In this case, the ID3v2 tag takes precedence. Upon writing, the ID3v1 tag is overwritten with the tag data shown in the UI, which would in general be the same as the ID3v2 tag, but may be truncated or have encoding differences.

These problems are gone if we do not write ID3v1 tags, and indeed I
configured my EasyTag so. But whether or not we should default to this,
depends on the following:

- What would players do if they see both ID3v1 and ID3v2? Do all of them
  consistantly prefer using ID3V2?

This is, unfortunately, very difficult to find out.

- 16 years has passed since ID3V2. Are there players that still only support
  ID3V1? I do not think there are any, but, maybe there a practical reason
  to use ID3v1 - for example some home music player may have LCDs of exactly
  60 characters space on them, and since they rely on ID3 tag editors always
  copy-writing ID3v1, they decide not to bother reading ID3v2 tags at all.
  Is this my imagination or are there such devices really still being
  produced and used?

It has been 14 years since ID3v2.4, yet a large number of players (mostly only hardware players at this stage) still only support ID3v2.3. ;-)

However, there are probably fewer players which only support ID3v1 than support 2.3 instead of 2.4.

Unless there is a pressing need to preserve ID3v2 for practical reasons
listed above, I am afraid we should drop ID3v1 writing, because users
consider mojibaking (ID3v1 written in ISO-88859-1 while player read them as
SHIFT-JIS) being worse than having no information (player could not read
ID3v2 and there was no ID3v1). The latter case is minor anyway, since by
common sense most player would use filenames if there were no ID3v1.

I guess that you meant ID3v1 in the first sentence. It might be acceptable to disable writing an ID3v1 tag by default. It would be good to know what other tag editors do by default, and what a large variety of hardware players do if ID3v1 and ID3v2 tags are present.
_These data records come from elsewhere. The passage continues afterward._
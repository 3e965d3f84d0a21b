//! Ollama Local LLM Provider
//!
//! Completion provider for locally-running Ollama models.

use async_trait::async_trait;
use serde::{Deserialize, Serialize};
use std::time::Duration;
use tracing::{debug, info, warn};

use super::{CompletionProvider, ProviderConfig};
use crate::types::{Result, TicketError, UpstreamError};

const DEFAULT_API_BASE: &str = "http://localhost:11434";
const DEFAULT_MODEL: &str = "llama3:latest";

/// Ollama local provider
pub struct OllamaProvider {
    api_base: String,
    model: String,
    temperature: f32,
    client: reqwest::Client,
}

impl OllamaProvider {
    pub fn new(config: ProviderConfig) -> Result<Self> {
        let api_base = config
            .api_base
            .unwrap_or_else(|| DEFAULT_API_BASE.to_string());
        let api_base = Self::validate_endpoint(&api_base)?;

        let model = config.model.unwrap_or_else(|| DEFAULT_MODEL.to_string());

        let client = reqwest::Client::builder()
            .timeout(Duration::from_secs(config.timeout_secs))
            .build()
            .map_err(|e| TicketError::Config(format!("Failed to create HTTP client: {e}")))?;

        Ok(Self {
            api_base,
            model,
            temperature: config.temperature,
            client,
        })
    }

    /// Validate endpoint URL: http/https only, warn for non-localhost hosts
    fn validate_endpoint(endpoint: &str) -> Result<String> {
        let url = url::Url::parse(endpoint).map_err(|e| {
            TicketError::Config(format!("Invalid Ollama endpoint URL '{endpoint}': {e}"))
        })?;

        if !matches!(url.scheme(), "http" | "https") {
            return Err(TicketError::Config(format!(
                "Ollama endpoint must use http or https scheme, got: {}",
                url.scheme()
            )));
        }

        if let Some(host) = url.host_str()
            && !matches!(host, "localhost" | "127.0.0.1" | "::1")
        {
            warn!(
                "Ollama endpoint is not localhost: {}. Ensure this is intentional.",
                host
            );
        }

        let mut result = url.to_string();
        if result.ends_with('/') {
            result.pop();
        }
        Ok(result)
    }
}

#[async_trait]
impl CompletionProvider for OllamaProvider {
    async fn complete(&self, prompt: &str) -> Result<String> {
        info!(
            "Requesting completion from Ollama (model: {}, temperature: {})",
            self.model, self.temperature
        );

        let request = OllamaRequest {
            model: self.model.clone(),
            prompt: prompt.to_string(),
            stream: false,
            options: Some(OllamaOptions {
                temperature: self.temperature,
            }),
        };

        let url = format!("{}/api/generate", self.api_base);

        let response = self
            .client
            .post(&url)
            .json(&request)
            .send()
            .await
            .map_err(|e| {
                if e.is_connect() {
                    UpstreamError::from_transport(
                        format!(
                            "Failed to connect to Ollama at {}. Is Ollama running? Start with: ollama serve",
                            self.api_base
                        ),
                        "ollama",
                    )
                } else {
                    UpstreamError::from_transport(e.to_string(), "ollama")
                }
            })?;

        let status = response.status();
        if !status.is_success() {
            let body = response.text().await.unwrap_or_default();
            return Err(UpstreamError::from_http_status(status.as_u16(), body, "ollama").into());
        }

        let body: OllamaResponse = response
            .json()
            .await
            .map_err(|e| UpstreamError::from_transport(e.to_string(), "ollama"))?;

        debug!("Received {} characters of completion text", body.response.len());
        Ok(body.response)
    }

    fn name(&self) -> &str {
        "ollama"
    }

    fn model(&self) -> &str {
        &self.model
    }

    async fn health_check(&self) -> Result<bool> {
        let url = format!("{}/api/tags", self.api_base);
        match self.client.get(&url).send().await {
            Ok(resp) if resp.status().is_success() => Ok(true),
            Ok(resp) => {
                warn!("Ollama check failed: {}", resp.status());
                Ok(false)
            }
            Err(e) => {
                warn!("Ollama check failed: {}", e);
                Ok(false)
            }
        }
    }
}

// Request/Response types

#[derive(Debug, Serialize)]
struct OllamaRequest {
    model: String,
    prompt: String,
    stream: bool,
    #[serde(skip_serializing_if = "Option::is_none")]
    options: Option<OllamaOptions>,
}

#[derive(Debug, Serialize)]
struct OllamaOptions {
    temperature: f32,
}

#[derive(Debug, Deserialize)]
struct OllamaResponse {
    response: String,
}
I suspect that the ID3v1 tag is ignored in most cases. It is a very small tag (128 bytes), so takes up negligible space in the file, but on the other hand may be of little use nowadays, and breaks when using non-ISO-8859-1 encodings (unless the user is comfortable managing that override themselves).

Now if we drop ID3v1, it paves a good ground for refactoring. Otherwise user
interface design must cater the limitation of ID3v1.

This is not really the case. As ID3v2 is in nearly every way an improvement or extension of ID3v1, and ID3v1 is used as a fallback tag format, EasyTAG does not change the UI at all if writing both ID3v1 and ID3v2 tags. If writing only ID3v1 tags, you can see that a large portion of the tagging UI is hidden. EasyTAG is actually much worse at supporting all the (many) fields of ID3v2, and a new design is needed so that they can be shown in the UI without taking up more space.